═════ Available data
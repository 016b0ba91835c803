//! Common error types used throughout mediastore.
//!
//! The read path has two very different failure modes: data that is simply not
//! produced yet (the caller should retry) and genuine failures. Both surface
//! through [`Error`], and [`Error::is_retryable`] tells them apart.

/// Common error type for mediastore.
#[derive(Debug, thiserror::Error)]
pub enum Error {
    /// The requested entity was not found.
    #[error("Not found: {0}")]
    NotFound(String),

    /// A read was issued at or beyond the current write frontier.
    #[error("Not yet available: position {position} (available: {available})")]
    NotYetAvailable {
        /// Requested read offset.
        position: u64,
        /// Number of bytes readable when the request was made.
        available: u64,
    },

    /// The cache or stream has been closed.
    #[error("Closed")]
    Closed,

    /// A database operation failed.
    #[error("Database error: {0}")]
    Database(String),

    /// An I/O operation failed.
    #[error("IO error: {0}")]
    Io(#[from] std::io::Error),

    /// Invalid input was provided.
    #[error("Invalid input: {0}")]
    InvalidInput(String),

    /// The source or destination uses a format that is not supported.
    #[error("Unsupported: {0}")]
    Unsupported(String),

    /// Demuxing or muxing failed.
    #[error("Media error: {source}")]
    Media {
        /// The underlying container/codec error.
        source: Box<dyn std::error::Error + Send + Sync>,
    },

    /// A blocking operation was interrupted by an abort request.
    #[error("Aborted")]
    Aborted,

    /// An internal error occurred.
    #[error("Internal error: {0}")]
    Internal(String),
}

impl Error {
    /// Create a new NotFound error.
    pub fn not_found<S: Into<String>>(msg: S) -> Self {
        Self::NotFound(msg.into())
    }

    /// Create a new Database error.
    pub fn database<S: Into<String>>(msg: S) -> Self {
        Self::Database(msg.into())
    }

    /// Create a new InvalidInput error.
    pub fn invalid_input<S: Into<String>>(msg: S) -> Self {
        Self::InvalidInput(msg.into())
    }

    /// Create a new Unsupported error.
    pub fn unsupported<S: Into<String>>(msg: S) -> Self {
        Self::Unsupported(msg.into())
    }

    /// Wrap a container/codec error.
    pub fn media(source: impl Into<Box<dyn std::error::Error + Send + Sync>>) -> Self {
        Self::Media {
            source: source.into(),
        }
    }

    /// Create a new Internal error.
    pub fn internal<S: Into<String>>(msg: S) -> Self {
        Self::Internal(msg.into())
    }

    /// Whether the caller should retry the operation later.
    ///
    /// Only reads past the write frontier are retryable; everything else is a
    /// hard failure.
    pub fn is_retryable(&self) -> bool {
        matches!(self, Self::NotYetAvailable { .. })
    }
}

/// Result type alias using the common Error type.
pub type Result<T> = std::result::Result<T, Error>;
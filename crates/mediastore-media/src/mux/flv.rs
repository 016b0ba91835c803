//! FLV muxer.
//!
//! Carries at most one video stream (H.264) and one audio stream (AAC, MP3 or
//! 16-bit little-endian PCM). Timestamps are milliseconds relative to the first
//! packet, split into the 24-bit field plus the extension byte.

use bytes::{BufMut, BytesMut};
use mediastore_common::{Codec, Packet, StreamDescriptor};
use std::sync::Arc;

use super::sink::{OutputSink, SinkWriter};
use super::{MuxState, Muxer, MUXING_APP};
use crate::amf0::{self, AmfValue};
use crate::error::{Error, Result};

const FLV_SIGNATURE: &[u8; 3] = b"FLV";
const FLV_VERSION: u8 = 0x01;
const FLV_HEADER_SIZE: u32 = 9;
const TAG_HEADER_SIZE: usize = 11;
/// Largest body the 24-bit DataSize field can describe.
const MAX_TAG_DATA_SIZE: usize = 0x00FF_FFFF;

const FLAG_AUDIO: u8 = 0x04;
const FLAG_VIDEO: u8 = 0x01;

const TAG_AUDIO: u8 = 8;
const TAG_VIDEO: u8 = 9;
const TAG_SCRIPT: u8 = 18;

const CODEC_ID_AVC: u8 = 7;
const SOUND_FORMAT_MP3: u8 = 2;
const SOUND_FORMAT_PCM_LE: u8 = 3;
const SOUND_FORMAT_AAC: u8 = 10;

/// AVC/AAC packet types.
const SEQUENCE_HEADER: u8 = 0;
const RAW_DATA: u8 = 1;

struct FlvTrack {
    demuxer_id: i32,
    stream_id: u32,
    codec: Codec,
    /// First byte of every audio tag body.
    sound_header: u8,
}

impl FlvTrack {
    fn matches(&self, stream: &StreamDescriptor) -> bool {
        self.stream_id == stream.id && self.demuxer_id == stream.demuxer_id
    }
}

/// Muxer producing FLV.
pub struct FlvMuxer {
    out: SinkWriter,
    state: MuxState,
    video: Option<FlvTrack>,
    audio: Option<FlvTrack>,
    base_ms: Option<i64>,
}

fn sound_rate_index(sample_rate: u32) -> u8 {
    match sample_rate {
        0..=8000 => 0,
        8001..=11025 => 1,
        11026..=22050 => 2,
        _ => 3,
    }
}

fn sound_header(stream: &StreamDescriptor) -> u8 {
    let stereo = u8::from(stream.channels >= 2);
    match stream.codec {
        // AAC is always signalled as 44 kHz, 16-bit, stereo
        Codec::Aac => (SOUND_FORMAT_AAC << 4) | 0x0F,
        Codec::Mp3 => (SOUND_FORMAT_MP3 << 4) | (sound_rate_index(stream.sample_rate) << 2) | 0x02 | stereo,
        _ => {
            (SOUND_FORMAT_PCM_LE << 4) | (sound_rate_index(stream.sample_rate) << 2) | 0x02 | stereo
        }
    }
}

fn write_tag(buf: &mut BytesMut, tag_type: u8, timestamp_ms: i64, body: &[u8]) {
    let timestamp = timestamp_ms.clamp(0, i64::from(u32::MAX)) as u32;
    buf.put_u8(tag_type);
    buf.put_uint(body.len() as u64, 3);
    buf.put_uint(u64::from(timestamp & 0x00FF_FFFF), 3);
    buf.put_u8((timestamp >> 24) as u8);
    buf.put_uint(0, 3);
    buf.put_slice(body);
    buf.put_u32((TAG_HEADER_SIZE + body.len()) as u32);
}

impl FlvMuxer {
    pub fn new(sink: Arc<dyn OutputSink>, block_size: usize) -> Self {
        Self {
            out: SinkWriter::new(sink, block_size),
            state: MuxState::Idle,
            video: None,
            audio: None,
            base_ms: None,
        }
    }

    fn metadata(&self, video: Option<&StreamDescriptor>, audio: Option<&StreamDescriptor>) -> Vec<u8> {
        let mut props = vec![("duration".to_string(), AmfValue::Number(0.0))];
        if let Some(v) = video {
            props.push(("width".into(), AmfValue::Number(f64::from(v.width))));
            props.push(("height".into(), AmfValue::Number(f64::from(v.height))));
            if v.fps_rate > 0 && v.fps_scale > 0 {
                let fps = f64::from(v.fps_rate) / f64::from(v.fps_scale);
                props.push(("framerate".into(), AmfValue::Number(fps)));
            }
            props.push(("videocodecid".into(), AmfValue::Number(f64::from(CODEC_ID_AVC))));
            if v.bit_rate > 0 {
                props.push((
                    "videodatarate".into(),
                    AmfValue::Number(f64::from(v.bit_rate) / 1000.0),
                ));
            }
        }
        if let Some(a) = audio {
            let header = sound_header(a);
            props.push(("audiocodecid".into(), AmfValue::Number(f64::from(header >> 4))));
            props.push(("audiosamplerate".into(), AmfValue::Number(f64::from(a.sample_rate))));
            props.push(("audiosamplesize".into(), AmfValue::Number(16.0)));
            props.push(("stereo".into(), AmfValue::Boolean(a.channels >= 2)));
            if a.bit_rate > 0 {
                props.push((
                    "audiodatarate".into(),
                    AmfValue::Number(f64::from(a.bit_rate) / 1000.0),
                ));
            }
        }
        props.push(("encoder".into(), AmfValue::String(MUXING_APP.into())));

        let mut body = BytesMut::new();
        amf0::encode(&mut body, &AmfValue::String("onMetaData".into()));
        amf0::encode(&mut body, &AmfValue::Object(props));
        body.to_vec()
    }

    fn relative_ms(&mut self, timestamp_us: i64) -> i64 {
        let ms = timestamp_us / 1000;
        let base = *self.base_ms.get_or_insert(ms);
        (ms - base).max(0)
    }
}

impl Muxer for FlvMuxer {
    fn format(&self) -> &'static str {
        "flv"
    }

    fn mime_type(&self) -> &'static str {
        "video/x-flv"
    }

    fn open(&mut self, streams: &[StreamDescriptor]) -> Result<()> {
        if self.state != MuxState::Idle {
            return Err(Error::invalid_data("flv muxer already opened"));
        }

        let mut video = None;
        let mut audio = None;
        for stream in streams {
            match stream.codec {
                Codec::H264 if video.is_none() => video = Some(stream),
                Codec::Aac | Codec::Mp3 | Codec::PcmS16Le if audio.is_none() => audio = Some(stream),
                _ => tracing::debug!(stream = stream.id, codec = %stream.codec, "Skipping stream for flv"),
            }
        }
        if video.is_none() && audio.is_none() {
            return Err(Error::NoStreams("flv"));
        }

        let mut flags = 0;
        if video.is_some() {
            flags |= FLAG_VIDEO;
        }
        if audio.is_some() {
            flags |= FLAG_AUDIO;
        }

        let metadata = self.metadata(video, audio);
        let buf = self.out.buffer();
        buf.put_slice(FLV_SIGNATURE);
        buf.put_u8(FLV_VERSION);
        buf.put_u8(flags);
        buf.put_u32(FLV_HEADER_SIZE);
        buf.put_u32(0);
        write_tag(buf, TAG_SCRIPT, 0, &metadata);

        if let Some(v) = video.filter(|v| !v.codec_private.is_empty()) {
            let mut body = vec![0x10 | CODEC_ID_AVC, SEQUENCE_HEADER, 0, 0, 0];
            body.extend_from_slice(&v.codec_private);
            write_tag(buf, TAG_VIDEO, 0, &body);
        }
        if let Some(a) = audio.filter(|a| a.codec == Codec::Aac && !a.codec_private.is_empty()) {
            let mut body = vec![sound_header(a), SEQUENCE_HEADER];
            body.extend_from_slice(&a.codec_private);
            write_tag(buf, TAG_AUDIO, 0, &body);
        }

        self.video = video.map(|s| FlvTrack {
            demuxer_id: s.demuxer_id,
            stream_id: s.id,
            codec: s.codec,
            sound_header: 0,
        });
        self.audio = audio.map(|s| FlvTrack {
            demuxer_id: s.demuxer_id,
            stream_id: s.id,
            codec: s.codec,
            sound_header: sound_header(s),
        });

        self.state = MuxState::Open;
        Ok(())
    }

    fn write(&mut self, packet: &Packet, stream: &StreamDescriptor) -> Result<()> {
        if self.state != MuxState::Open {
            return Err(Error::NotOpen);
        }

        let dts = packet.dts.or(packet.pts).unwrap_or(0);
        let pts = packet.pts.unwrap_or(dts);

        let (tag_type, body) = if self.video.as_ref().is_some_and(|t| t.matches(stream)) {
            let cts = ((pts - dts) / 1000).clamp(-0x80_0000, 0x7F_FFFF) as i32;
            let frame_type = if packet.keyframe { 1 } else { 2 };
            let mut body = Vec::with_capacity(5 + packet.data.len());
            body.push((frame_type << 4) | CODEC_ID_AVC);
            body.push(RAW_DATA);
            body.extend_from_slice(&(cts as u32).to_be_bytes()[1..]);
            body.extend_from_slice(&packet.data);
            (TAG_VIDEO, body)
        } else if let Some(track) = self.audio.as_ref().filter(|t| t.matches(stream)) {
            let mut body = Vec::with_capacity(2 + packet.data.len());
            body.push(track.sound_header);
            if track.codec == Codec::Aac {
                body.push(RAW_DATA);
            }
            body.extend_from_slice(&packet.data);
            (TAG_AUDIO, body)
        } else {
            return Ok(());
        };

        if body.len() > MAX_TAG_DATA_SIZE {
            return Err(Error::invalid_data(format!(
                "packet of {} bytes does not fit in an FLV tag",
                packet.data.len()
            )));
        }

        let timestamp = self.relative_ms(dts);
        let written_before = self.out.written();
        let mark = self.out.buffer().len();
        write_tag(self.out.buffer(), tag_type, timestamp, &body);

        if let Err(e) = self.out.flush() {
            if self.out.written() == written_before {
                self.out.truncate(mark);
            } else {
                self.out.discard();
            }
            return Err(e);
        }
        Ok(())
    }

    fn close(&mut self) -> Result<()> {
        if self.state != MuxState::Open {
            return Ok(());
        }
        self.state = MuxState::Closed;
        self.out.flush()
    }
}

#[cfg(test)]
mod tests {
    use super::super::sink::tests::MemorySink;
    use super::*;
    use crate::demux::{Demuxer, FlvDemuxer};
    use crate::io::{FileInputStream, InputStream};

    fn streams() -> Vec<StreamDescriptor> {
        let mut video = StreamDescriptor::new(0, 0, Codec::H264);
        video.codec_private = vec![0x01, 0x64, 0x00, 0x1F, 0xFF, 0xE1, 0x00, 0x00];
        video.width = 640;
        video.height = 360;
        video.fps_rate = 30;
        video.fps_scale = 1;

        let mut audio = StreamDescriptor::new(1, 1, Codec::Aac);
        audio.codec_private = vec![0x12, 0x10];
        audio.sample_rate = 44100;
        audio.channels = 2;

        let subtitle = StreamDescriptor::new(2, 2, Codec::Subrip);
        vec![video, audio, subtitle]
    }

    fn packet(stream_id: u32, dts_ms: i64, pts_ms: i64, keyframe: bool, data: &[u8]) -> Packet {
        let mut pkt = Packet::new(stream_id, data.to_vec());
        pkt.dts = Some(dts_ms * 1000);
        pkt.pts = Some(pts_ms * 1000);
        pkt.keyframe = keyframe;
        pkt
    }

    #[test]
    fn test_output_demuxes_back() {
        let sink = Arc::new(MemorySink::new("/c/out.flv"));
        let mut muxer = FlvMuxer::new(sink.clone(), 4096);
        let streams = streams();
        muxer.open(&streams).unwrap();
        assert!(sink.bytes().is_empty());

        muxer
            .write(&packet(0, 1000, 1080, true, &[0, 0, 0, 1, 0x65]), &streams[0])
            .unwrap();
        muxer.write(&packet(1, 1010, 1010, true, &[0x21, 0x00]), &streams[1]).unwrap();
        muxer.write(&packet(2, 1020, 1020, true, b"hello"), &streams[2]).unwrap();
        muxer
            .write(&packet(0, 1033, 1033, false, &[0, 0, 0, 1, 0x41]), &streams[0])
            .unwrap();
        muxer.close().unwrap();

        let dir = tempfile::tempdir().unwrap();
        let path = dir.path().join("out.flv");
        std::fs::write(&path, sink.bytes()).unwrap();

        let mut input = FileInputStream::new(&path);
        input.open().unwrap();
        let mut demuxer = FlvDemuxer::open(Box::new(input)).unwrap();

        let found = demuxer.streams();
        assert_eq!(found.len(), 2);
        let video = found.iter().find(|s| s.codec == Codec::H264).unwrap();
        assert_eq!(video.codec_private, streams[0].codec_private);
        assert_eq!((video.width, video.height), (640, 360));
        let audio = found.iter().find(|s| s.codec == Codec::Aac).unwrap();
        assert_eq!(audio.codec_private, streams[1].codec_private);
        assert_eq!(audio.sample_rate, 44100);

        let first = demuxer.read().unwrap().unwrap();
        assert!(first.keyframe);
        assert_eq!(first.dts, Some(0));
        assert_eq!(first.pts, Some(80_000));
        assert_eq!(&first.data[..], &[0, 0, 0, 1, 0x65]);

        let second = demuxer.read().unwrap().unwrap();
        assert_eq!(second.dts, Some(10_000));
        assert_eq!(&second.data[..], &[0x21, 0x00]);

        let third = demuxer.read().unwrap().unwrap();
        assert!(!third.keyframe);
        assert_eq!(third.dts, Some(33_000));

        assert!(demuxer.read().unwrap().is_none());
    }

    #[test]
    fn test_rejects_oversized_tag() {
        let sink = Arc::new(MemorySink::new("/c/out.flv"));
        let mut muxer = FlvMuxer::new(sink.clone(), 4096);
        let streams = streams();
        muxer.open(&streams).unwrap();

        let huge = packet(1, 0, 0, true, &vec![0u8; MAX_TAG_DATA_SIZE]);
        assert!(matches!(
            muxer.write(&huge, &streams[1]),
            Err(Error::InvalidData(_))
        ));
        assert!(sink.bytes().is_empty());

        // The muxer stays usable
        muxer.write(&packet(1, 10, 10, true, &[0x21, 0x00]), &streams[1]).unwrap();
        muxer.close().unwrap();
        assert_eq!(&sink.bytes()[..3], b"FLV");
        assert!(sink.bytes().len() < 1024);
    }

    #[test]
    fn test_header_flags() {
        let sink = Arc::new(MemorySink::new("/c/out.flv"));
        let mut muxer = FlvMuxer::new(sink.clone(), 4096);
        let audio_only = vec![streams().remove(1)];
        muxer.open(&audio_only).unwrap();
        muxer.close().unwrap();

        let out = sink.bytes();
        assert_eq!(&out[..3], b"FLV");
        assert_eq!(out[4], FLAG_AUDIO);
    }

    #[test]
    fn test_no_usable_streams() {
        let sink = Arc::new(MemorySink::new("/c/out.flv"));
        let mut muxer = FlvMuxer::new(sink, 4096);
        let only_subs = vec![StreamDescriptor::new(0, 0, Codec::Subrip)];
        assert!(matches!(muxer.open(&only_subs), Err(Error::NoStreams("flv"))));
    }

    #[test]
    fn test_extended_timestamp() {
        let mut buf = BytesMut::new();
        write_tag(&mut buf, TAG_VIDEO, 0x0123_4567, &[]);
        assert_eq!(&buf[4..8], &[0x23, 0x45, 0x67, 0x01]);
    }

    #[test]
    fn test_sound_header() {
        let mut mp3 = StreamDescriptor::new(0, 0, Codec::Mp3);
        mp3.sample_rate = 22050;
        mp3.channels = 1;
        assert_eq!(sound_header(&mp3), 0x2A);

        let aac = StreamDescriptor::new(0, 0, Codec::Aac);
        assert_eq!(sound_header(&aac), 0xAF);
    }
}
══════════
═════ Available data
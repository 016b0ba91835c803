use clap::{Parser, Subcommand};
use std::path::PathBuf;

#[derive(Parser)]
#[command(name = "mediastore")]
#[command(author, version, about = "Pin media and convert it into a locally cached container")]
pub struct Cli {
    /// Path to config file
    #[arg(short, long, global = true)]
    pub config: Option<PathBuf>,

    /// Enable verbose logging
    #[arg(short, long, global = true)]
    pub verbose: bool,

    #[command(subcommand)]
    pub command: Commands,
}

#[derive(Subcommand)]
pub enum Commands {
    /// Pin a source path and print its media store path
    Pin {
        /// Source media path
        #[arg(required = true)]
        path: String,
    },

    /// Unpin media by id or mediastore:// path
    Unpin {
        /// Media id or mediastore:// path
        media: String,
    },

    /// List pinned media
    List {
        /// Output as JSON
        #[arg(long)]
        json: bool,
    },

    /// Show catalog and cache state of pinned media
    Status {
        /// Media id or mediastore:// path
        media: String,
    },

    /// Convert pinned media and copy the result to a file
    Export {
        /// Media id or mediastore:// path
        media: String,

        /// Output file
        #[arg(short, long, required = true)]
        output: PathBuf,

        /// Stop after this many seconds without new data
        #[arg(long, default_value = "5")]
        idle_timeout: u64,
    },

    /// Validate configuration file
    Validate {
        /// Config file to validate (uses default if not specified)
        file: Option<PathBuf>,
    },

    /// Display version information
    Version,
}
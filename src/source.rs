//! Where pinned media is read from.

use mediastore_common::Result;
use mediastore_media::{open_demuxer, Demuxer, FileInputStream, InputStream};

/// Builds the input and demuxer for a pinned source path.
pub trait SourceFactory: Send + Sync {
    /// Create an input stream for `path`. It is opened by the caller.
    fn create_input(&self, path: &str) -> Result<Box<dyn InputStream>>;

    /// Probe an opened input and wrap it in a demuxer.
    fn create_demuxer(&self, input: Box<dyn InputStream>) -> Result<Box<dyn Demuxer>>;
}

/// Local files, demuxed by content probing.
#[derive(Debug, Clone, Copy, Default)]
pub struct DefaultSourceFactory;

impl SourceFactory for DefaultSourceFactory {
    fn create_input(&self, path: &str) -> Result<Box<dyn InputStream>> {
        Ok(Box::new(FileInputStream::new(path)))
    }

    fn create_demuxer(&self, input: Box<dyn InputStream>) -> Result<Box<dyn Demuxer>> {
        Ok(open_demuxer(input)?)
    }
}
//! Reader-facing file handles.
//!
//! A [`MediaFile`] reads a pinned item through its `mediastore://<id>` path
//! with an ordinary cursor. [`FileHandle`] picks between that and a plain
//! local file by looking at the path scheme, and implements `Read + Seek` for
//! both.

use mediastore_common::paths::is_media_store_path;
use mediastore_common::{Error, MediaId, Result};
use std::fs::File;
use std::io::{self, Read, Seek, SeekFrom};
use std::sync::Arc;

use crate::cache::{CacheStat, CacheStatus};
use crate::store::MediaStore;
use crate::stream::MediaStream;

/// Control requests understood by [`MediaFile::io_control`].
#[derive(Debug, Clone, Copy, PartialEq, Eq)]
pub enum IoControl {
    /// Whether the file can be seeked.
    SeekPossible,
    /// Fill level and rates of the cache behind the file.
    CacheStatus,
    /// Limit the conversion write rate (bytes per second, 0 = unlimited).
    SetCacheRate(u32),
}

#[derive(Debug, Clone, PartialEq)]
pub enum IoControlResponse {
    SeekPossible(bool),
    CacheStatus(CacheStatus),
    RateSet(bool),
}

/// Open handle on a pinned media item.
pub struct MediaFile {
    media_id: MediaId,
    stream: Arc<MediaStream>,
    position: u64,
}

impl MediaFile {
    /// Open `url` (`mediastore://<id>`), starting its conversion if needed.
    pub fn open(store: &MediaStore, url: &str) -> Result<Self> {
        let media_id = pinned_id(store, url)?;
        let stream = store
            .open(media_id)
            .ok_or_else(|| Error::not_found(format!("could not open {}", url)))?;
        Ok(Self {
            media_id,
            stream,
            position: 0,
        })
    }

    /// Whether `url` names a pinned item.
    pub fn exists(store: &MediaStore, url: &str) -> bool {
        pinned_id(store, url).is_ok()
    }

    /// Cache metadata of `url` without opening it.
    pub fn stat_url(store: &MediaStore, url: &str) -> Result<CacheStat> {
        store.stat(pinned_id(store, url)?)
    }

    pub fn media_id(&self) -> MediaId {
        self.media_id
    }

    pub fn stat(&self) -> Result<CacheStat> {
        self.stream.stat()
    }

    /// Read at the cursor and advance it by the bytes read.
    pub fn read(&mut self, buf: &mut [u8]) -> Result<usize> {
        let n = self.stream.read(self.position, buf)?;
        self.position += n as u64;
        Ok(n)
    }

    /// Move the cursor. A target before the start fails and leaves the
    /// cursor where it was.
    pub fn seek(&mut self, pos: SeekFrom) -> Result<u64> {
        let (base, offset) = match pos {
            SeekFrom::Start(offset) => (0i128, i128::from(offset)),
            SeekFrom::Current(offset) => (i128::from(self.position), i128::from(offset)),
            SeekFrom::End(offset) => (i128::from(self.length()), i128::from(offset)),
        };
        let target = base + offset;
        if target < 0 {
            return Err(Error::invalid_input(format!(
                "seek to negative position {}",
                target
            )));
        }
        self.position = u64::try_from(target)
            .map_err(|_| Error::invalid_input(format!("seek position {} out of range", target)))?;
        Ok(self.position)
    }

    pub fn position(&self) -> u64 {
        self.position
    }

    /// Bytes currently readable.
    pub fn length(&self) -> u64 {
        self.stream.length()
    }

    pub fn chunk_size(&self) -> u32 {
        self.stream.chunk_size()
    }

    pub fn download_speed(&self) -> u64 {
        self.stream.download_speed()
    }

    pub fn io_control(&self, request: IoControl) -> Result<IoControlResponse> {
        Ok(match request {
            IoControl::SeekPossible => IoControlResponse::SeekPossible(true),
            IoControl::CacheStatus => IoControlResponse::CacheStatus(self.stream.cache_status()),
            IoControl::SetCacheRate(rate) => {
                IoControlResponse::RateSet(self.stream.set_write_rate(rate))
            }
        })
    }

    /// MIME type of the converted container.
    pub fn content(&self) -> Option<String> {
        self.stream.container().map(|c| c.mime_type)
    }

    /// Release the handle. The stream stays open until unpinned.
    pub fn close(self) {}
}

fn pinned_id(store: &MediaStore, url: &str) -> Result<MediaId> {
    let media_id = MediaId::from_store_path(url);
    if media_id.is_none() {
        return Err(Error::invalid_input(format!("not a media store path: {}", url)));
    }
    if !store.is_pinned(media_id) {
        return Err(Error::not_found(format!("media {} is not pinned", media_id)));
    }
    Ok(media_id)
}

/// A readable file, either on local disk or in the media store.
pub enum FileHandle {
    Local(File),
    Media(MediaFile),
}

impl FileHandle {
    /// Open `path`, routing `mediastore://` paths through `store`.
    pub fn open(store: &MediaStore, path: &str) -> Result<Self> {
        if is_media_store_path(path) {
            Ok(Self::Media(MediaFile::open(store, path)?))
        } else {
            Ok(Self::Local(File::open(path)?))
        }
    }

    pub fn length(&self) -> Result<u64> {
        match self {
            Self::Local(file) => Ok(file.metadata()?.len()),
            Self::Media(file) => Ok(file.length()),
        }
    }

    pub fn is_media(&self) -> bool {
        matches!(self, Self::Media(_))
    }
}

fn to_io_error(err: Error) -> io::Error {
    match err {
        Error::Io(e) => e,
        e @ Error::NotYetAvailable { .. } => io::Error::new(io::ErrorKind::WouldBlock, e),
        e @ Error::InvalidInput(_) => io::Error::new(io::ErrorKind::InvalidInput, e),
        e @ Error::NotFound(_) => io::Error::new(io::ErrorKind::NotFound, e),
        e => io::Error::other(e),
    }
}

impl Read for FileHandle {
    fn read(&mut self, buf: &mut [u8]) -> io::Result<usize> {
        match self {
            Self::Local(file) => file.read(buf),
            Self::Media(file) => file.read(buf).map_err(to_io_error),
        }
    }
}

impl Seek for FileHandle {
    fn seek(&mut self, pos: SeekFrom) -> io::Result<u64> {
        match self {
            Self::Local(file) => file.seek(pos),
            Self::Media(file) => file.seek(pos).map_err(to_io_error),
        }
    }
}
══════════
The response must hold only the lines above from the line with "pub struct Cli" through the line with "without new data", each copied exactly, both ends kept.

pub struct Cli {
    /// Path to config file
    #[arg(short, long, global = true)]
    pub config: Option<PathBuf>,

    /// Enable verbose logging
    #[arg(short, long, global = true)]
    pub verbose: bool,

    #[command(subcommand)]
    pub command: Commands,
}

#[derive(Subcommand)]
pub enum Commands {
    /// Pin a source path and print its media store path
    Pin {
        /// Source media path
        #[arg(required = true)]
        path: String,
    },

    /// Unpin media by id or mediastore:// path
    Unpin {
        /// Media id or mediastore:// path
        media: String,
    },

    /// List pinned media
    List {
        /// Output as JSON
        #[arg(long)]
        json: bool,
    },

    /// Show catalog and cache state of pinned media
    Status {
        /// Media id or mediastore:// path
        media: String,
    },

    /// Convert pinned media and copy the result to a file
    Export {
        /// Media id or mediastore:// path
        media: String,

        /// Output file
        #[arg(short, long, required = true)]
        output: PathBuf,

        /// Stop after this many seconds without new data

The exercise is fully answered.